Cryptocurrency Data Analysis Part II: Downloading, Manipulating and Analysing Bulk Data

in #python7 years ago

In the last tutorial you have seen how to set up a research environment and acquire cryptocurrency OHLCV price data for a single asset. In this tutorial we will extend this skill to automating data collection process to multiple crypto-assets. We will proceed to perform exploratory data analysis and visualisations on these data.

Bulk Data

In order to conduct useful analysis on multiple price-series, we first need a way to acquire and meaningfully combine the data together for analysis. To do that, we will modify our data acquisition function to not only load the data into a dataframe, but also save it as Comma Separated Value (.csv) file:

def CryptoDataCSV(symbol, frequency):
    #Params: String symbol, int frequency = 300,900,1800,7200,14400,86400
    #Returns: df from first available date
    url ='https://poloniex.com/public?command=returnChartData&currencyPair='+symbol+'&end=9999999999&period='+str(frequency)+'&start=0'
    df = pd.read_json(url)
    df.set_index('date',inplace=True)
    df.to_csv(symbol + '.csv')
    print('Processed: ' + symbol)

To make use of it, we need to make sure that all the needed modules are imported and that we can plot our graphs inline:

import pandas as pd
import matplotlib.pyplot as plt
%matplotlib inline

Further, we need to define a list of tickers that we will loop over, thereby performing the data-fetching function on each of them. We are interested in tickers denominated in USDT. On Poloniex, they would be located under USDT tab in the Markets window:

Enter the full list:

tickers = 
['USDT_BTC','USDT_BCH','USDT_ETC','USDT_XMR','USDT_ETH','USDT_DASH',
 'USDT_XRP','USDT_LTC','USDT_NXT','USDT_STR','USDT_REP','USDT_ZEC']

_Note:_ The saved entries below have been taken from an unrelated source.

// Copyright (c) 2025 Felix Kahle.
//
// Permission is hereby granted, free of charge, to any person obtaining
// a copy of this software and associated documentation files (the
// "Software"), to deal in the Software without restriction, including
// without limitation the rights to use, copy, modify, merge, publish,
// distribute, sublicense, and/or sell copies of the Software, and to
// permit persons to whom the Software is furnished to do so, subject to
// the following conditions:
//
// The above copyright notice and this permission notice shall be
// included in all copies or substantial portions of the Software.
//
// THE SOFTWARE IS PROVIDED "AS IS", WITHOUT WARRANTY OF ANY KIND,
// EXPRESS OR IMPLIED, INCLUDING BUT NOT LIMITED TO THE WARRANTIES OF
// MERCHANTABILITY, FITNESS FOR A PARTICULAR PURPOSE AND
// NONINFRINGEMENT. IN NO EVENT SHALL THE AUTHORS OR COPYRIGHT HOLDERS BE
// LIABLE FOR ANY CLAIM, DAMAGES OR OTHER LIABILITY, WHETHER IN AN ACTION
// OF CONTRACT, TORT OR OTHERWISE, ARISING FROM, OUT OF OR IN CONNECTION
// WITH THE SOFTWARE OR THE USE OR OTHER DEALINGS IN THE SOFTWARE.

//! # Period Capabilities
//!
//! The `TimePeriod` trait is the single contract every period-like value
//! implements to take part in relation queries, the set-algebra operators and
//! the calendar visitor. `PeriodMapper` translates between a caller's
//! calendar-offset convention and the canonical half-open form the sweep
//! algorithms work on.
//!
//! ## Submodules
//!
//! - `relation`: `PeriodRelation` and the pure relation calculator
//!   (containment, intersection, overlap).
//! - `range`: `TimeRange`, the mutable general purpose period.

pub mod range;
pub mod relation;

pub use range::TimeRange;
pub use relation::PeriodRelation;

use crate::{
    error::PeriodError,
    moment::{MAX_MOMENT, MIN_MOMENT, Moment},
};
use chrono::TimeDelta;

/// A span of time between two moments with `start <= end`.
///
/// Only `start` and `end` are required; everything else is derived from
/// them. The relation methods take `&dyn TimePeriod` so that heterogeneous
/// period kinds can be compared with each other.
pub trait TimePeriod {
    /// The inclusive start moment.
    fn start(&self) -> Moment;

    /// The exclusive end moment.
    fn end(&self) -> Moment;

    #[inline]
    fn duration(&self) -> TimeDelta {
        self.end() - self.start()
    }

    #[inline]
    fn has_start(&self) -> bool {
        self.start() != MIN_MOMENT
    }

    #[inline]
    fn has_end(&self) -> bool {
        self.end() != MAX_MOMENT
    }

    /// Returns `true` if the period is a single instant (`start == end`).
    #[inline]
    fn is_moment(&self) -> bool {
        self.start() == self.end()
    }

    /// Returns `true` if the period is unbounded in both directions.
    #[inline]
    fn is_anytime(&self) -> bool {
        !self.has_start() && !self.has_end()
    }

    /// Whether `setup` is refused. Periods are read-only unless they say
    /// otherwise.
    #[inline]
    fn is_read_only(&self) -> bool {
        true
    }

    /// Replaces both bounds.
    ///
    /// # Errors
    ///
    /// Returns `PeriodError::ReadOnly` for read-only periods.
    fn setup(&mut self, start: Moment, end: Moment) -> Result<(), PeriodError> {
        let _ = (start, end);
        Err(PeriodError::ReadOnly)
    }

    #[inline]
    fn is_same_period(&self, other: &dyn TimePeriod) -> bool {
        self.start() == other.start() && self.end() == other.end()
    }

    /// See [`relation::has_inside_moment`].
    #[inline]
    fn has_inside_moment(&self, moment: Moment) -> bool {
        relation::has_inside_moment(self, moment)
    }

    /// See [`relation::has_inside`].
    #[inline]
    fn has_inside(&self, other: &dyn TimePeriod) -> bool {
        relation::has_inside(self, other)
    }

    /// See [`relation::intersects_with`].
    #[inline]
    fn intersects_with(&self, other: &dyn TimePeriod) -> bool {
        relation::intersects_with(self, other)
    }

    /// See [`relation::overlaps_with`].
    #[inline]
    fn overlaps_with(&self, other: &dyn TimePeriod) -> bool {
        relation::overlaps_with(self, other)
    }

    /// The relation of `self` relative to `other`.
    #[inline]
    fn relation(&self, other: &dyn TimePeriod) -> PeriodRelation {
        relation::relation(self, other)
    }

    /// Copies the bounds into a mutable `TimeRange`.
    #[inline]
    fn to_range(&self) -> TimeRange {
        TimeRange::new_unchecked(self.start(), self.end())
    }
}

impl<T> TimePeriod for &T
where
    T: TimePeriod + ?Sized,
{
    #[inline]
    fn start(&self) -> Moment {
        (**self).start()
    }

    #[inline]
    fn end(&self) -> Moment {
        (**self).end()
    }
}

impl<T> TimePeriod for Box<T>
where
    T: TimePeriod + ?Sized,
{
    #[inline]
    fn start(&self) -> Moment {
        (**self).start()
    }

    #[inline]
    fn end(&self) -> Moment {
        (**self).end()
    }

    #[inline]
    fn is_read_only(&self) -> bool {
        (**self).is_read_only()
    }

    fn setup(&mut self, start: Moment, end: Moment) -> Result<(), PeriodError> {
        (**self).setup(start, end)
    }
}

/// Translates moments between a calendar's offset convention and the
/// canonical half-open representation.
///
/// `unmap_*` must invert `map_*` for every moment the calendar produces.
pub trait PeriodMapper {
    fn map_start(&self, moment: Moment) -> Moment;
    fn map_end(&self, moment: Moment) -> Moment;
    fn unmap_start(&self, moment: Moment) -> Moment;
    fn unmap_end(&self, moment: Moment) -> Moment;
}

impl<M> PeriodMapper for &M
where
    M: PeriodMapper + ?Sized,
{
    #[inline]
    fn map_start(&self, moment: Moment) -> Moment {
        (**self).map_start(moment)
    }

    #[inline]
    fn map_end(&self, moment: Moment) -> Moment {
        (**self).map_end(moment)
    }

    #[inline]
    fn unmap_start(&self, moment: Moment) -> Moment {
        (**self).unmap_start(moment)
    }

    #[inline]
    fn unmap_end(&self, moment: Moment) -> Moment {
        (**self).unmap_end(moment)
    }
}
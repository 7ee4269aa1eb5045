// Copyright (c) 2025 Felix Kahle.
//
// Permission is hereby granted, free of charge, to any person obtaining
// a copy of this software and associated documentation files (the
// "Software"), to deal in the Software without restriction, including
// without limitation the rights to use, copy, modify, merge, publish,
// distribute, sublicense, and/or sell copies of the Software, and to
// permit persons to whom the Software is furnished to do so, subject to
// the following conditions:
//
// The above copyright notice and this permission notice shall be
// included in all copies or substantial portions of the Software.
//
// THE SOFTWARE IS PROVIDED "AS IS", WITHOUT WARRANTY OF ANY KIND,
// EXPRESS OR IMPLIED, INCLUDING BUT NOT LIMITED TO THE WARRANTIES OF
// MERCHANTABILITY, FITNESS FOR A PARTICULAR PURPOSE AND
// NONINFRINGEMENT. IN NO EVENT SHALL THE AUTHORS OR COPYRIGHT HOLDERS BE
// LIABLE FOR ANY CLAIM, DAMAGES OR OTHER LIABILITY, WHETHER IN AN ACTION
// OF CONTRACT, TORT OR OTHERWISE, ARISING FROM, OUT OF OR IN CONNECTION
// WITH THE SOFTWARE OR THE USE OR OTHER DEALINGS IN THE SOFTWARE.

//! # Calendar Period Collector
//!
//! `CalendarPeriodCollector` gathers the calendar periods within its limits
//! that pass a `CalendarPeriodCollectorFilter`, at one of four scopes:
//!
//! - years: every matching year.
//! - months: every matching month, or for each collecting month range one
//!   period spanning the range.
//! - days: every matching day, or for each collecting day range one period
//!   spanning the range (clamped to the month).
//! - hours: every matching hour, or for each matching day one period per
//!   collecting hour range and per collecting day-hour range of that
//!   weekday.
//!
//! A candidate is kept when it lies within the limits (closed containment)
//! and overlaps no exclusion period. Results accumulate across calls.

use crate::{
    calendar::TimeCalendar,
    error::CalendarError,
    filter::{CalendarPeriodCollectorFilter, CalendarVisitorFilter},
    period::CalendarPeriod,
    visitor::{CalendarVisitor, SeekDirection, VisitStep, ordered, start_period_visit},
};
use log::debug;
use timeperiod_core::period::{PeriodMapper, TimePeriod, TimeRange};
use timeperiod_timeline::collection::TimePeriodCollection;

/// Granularity of the periods a collection run emits.
#[derive(Clone, Copy, Debug, PartialEq, Eq, Hash)]
pub enum CollectScope {
    Year,
    Month,
    Day,
    Hour,
}

/// Collects filtered calendar periods within fixed limits.
///
/// # Examples
///
/// ```rust
/// use chrono::{NaiveDate, Weekday};
/// use timeperiod_calendar::{
///     calendar::TimeCalendar,
///     collector::CalendarPeriodCollector,
///     filter::CalendarPeriodCollectorFilter,
///     range::HourRange,
///     visitor::SeekDirection,
/// };
/// use timeperiod_core::period::{TimePeriod, TimeRange};
///
/// let at = |d, h| NaiveDate::from_ymd_opt(2010, 1, d).unwrap().and_hms_opt(h, 0, 0).unwrap();
///
/// let mut filter = CalendarPeriodCollectorFilter::new();
/// filter.visitor_filter_mut().add_weekday(Weekday::Fri);
/// filter.add_collecting_hours(HourRange::from_hours(9, 17).unwrap());
///
/// let limits = TimeRange::new(at(1, 0), at(31, 0));
/// let mut collector = CalendarPeriodCollector::new(
///     filter,
///     &limits,
///     SeekDirection::Forward,
///     TimeCalendar::default(),
/// );
/// collector.collect_hours().unwrap();
///
/// let periods = collector.periods();
/// assert_eq!(periods.len(), 5);
/// assert_eq!(periods[0].start(), at(1, 9));
/// assert_eq!(periods[0].end(), at(1, 17));
/// ```
#[derive(Clone, Debug)]
pub struct CalendarPeriodCollector {
    filter: CalendarPeriodCollectorFilter,
    limits: TimeRange,
    direction: SeekDirection,
    calendar: TimeCalendar,
    periods: TimePeriodCollection<TimeRange>,
}

impl CalendarPeriodCollector {
    pub fn new(
        filter: CalendarPeriodCollectorFilter,
        limits: &dyn TimePeriod,
        direction: SeekDirection,
        calendar: TimeCalendar,
    ) -> Self {
        Self {
            filter,
            limits: limits.to_range(),
            direction,
            calendar,
            periods: TimePeriodCollection::new(),
        }
    }

    #[inline]
    pub fn collecting_filter(&self) -> &CalendarPeriodCollectorFilter {
        &self.filter
    }

    /// Periods collected so far.
    #[inline]
    pub fn periods(&self) -> &TimePeriodCollection<TimeRange> {
        &self.periods
    }

    #[inline]
    pub fn into_periods(self) -> TimePeriodCollection<TimeRange> {
        self.periods
    }

    pub fn collect_years(&mut self) -> Result<(), CalendarError> {
        self.collect(CollectScope::Year)
    }

    pub fn collect_months(&mut self) -> Result<(), CalendarError> {
        self.collect(CollectScope::Month)
    }

    pub fn collect_days(&mut self) -> Result<(), CalendarError> {
        self.collect(CollectScope::Day)
    }

    pub fn collect_hours(&mut self) -> Result<(), CalendarError> {
        self.collect(CollectScope::Hour)
    }

    fn collect(&mut self, scope: CollectScope) -> Result<(), CalendarError> {
        let limits = self.limits;
        let before = self.periods.len();
        let mut context = scope;
        start_period_visit(self, &limits, &mut context)?;
        debug!(
            "event=collect module=collector scope={:?} limits={} collected={}",
            scope,
            limits,
            self.periods.len() - before
        );
        Ok(())
    }

    /// Calendar year holding month `month` of the calendar year `year`
    /// starts in.
    fn year_of_month(&self, year: &CalendarPeriod, month: u32) -> i32 {
        if month >= self.calendar.year_base_month() {
            year.year_value()
        } else {
            year.year_value() + 1
        }
    }

    fn months_in(&self, year: &CalendarPeriod) -> Vec<TimeRange> {
        let ranges = self.filter.collecting_months();
        if ranges.is_empty() {
            return ordered(year.children(), self.direction)
                .into_iter()
                .filter(|month| self.is_matching_month(month) && self.check_limits(month))
                .map(|month| month.to_range())
                .collect();
        }

        let mut found = Vec::new();
        for range in ranges {
            let first_year = self.year_of_month(year, range.min());
            let count = range.max() - range.min() + 1;
            let Ok(months) = CalendarPeriod::months(first_year, range.min(), count, self.calendar)
            else {
                continue;
            };
            let matching = months
                .units()
                .iter()
                .all(|month| self.is_matching_month(month));
            if matching && self.check_limits(&months) {
                found.push(months.to_range());
            }
        }
        found.sort_by_key(|period| period.start());
        ordered(found, self.direction)
    }

    fn days_in(&self, month: &CalendarPeriod) -> Vec<TimeRange> {
        let ranges = self.filter.collecting_days();
        if ranges.is_empty() {
            return ordered(month.children(), self.direction)
                .into_iter()
                .filter(|day| self.is_matching_day(day) && self.check_limits(day))
                .map(|day| day.to_range())
                .collect();
        }

        let (year, month_value) = (month.year_value(), month.month_value());
        let Ok(month_length) = self.calendar.days_in_month(year, month_value) else {
            return Vec::new();
        };
        let mut found = Vec::new();
        for range in ranges {
            if range.min() > month_length {
                continue;
            }
            let count = range.max().min(month_length) - range.min() + 1;
            let Ok(days) =
                CalendarPeriod::days(year, month_value, range.min(), count, self.calendar)
            else {
                continue;
            };
            let matching = days.units().iter().all(|day| self.is_matching_day(day));
            if matching && self.check_limits(&days) {
                found.push(days.to_range());
            }
        }
        found.sort_by_key(|period| period.start());
        ordered(found, self.direction)
    }

    fn hours_in(&self, day: &CalendarPeriod) -> Vec<TimeRange> {
        let filter = &self.filter;
        if filter.collecting_hours().is_empty() && filter.collecting_day_hours().is_empty() {
            return ordered(day.children(), self.direction)
                .into_iter()
                .filter(|hour| self.is_matching_hour(hour) && self.check_limits(hour))
                .map(|hour| hour.to_range())
                .collect();
        }
        if !self.is_matching_day(day) {
            return Vec::new();
        }

        let weekday = day.weekday();
        let date = day.date();
        let ranges = filter.collecting_hours().iter().copied().chain(
            filter
                .collecting_day_hours()
                .iter()
                .filter(|range| range.weekday() == weekday)
                .map(|range| range.hours()),
        );

        let mut found = Vec::new();
        for range in ranges {
            let (Some(start), Some(end)) =
                (range.start().to_moment(date), range.end().to_moment(date))
            else {
                continue;
            };
            if start == end {
                continue;
            }
            let period = TimeRange::new(self.calendar.map_start(start), self.calendar.map_end(end));
            if self.check_exclude_periods(&period) && self.check_limits(&period) {
                found.push(period);
            }
        }
        found.sort_by_key(|period| period.start());
        ordered(found, self.direction)
    }
}

impl CalendarVisitor for CalendarPeriodCollector {
    type Context = CollectScope;

    fn filter(&self) -> &CalendarVisitorFilter {
        self.filter.visitor_filter()
    }

    fn limits(&self) -> &TimeRange {
        &self.limits
    }

    fn seek_direction(&self) -> SeekDirection {
        self.direction
    }

    fn calendar(&self) -> &TimeCalendar {
        &self.calendar
    }

    fn enter_years(&mut self, _years: &CalendarPeriod, scope: &mut CollectScope) -> bool {
        matches!(
            scope,
            CollectScope::Month | CollectScope::Day | CollectScope::Hour
        )
    }

    fn enter_months(&mut self, _year: &CalendarPeriod, scope: &mut CollectScope) -> bool {
        matches!(scope, CollectScope::Day | CollectScope::Hour)
    }

    fn enter_days(&mut self, _month: &CalendarPeriod, scope: &mut CollectScope) -> bool {
        *scope == CollectScope::Hour
    }

    fn enter_hours(&mut self, _day: &CalendarPeriod, _scope: &mut CollectScope) -> bool {
        false
    }

    fn on_visit_years(&mut self, years: &CalendarPeriod, scope: &mut CollectScope) -> VisitStep {
        if *scope != CollectScope::Year {
            return VisitStep::Descend;
        }
        let found: Vec<TimeRange> = ordered(years.units(), self.direction)
            .into_iter()
            .filter(|year| self.is_matching_year(year) && self.check_limits(year))
            .map(|year| year.to_range())
            .collect();
        self.periods.extend(found);
        VisitStep::Skip
    }

    fn on_visit_year(&mut self, year: &CalendarPeriod, scope: &mut CollectScope) -> VisitStep {
        if *scope != CollectScope::Month {
            return VisitStep::Descend;
        }
        let found = self.months_in(year);
        self.periods.extend(found);
        VisitStep::Skip
    }

    fn on_visit_month(&mut self, month: &CalendarPeriod, scope: &mut CollectScope) -> VisitStep {
        if *scope != CollectScope::Day {
            return VisitStep::Descend;
        }
        let found = self.days_in(month);
        self.periods.extend(found);
        VisitStep::Skip
    }

    fn on_visit_day(&mut self, day: &CalendarPeriod, scope: &mut CollectScope) -> VisitStep {
        if *scope != CollectScope::Hour {
            return VisitStep::Descend;
        }
        let found = self.hours_in(day);
        self.periods.extend(found);
        VisitStep::Skip
    }
}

To download the daily data for all of these, we will use a for-loop whereby we apply CryptoDataCSV() with daily granularity to each ticker:

for ticker in tickers:
    CryptoDataCSV(ticker, 86400)

You should see the following output:

Processed: USDT_BTC
Processed: USDT_BCH
Processed: USDT_ETC
Processed: USDT_XMR
Processed: USDT_ETH
Processed: USDT_DASH
Processed: USDT_XRP
Processed: USDT_LTC
Processed: USDT_NXT
Processed: USDT_STR
Processed: USDT_REP
Processed: USDT_ZEC

Also check that the directory from which you are running the notebook/script now contains the CSV files:

Pandas provides a nice way to then load CSV file into a data frame via pd.read_csv() function.

Combining Currencies into a Single DataFrame

Now that we have the data locally, we want to combine closing prices into a single dataframe. Note that we will not be including Bitcoin Cash (BCH) into the dataframe as that would mean dropping days for which there was no BCH data. Hence, we need to redefine our list of tickers to reflect that:

tickers =  
['USDT_BTC','USDT_ETC','USDT_XMR','USDT_ETH','USDT_DASH',
 'USDT_XRP','USDT_LTC','USDT_NXT','USDT_STR','USDT_REP','USDT_ZEC']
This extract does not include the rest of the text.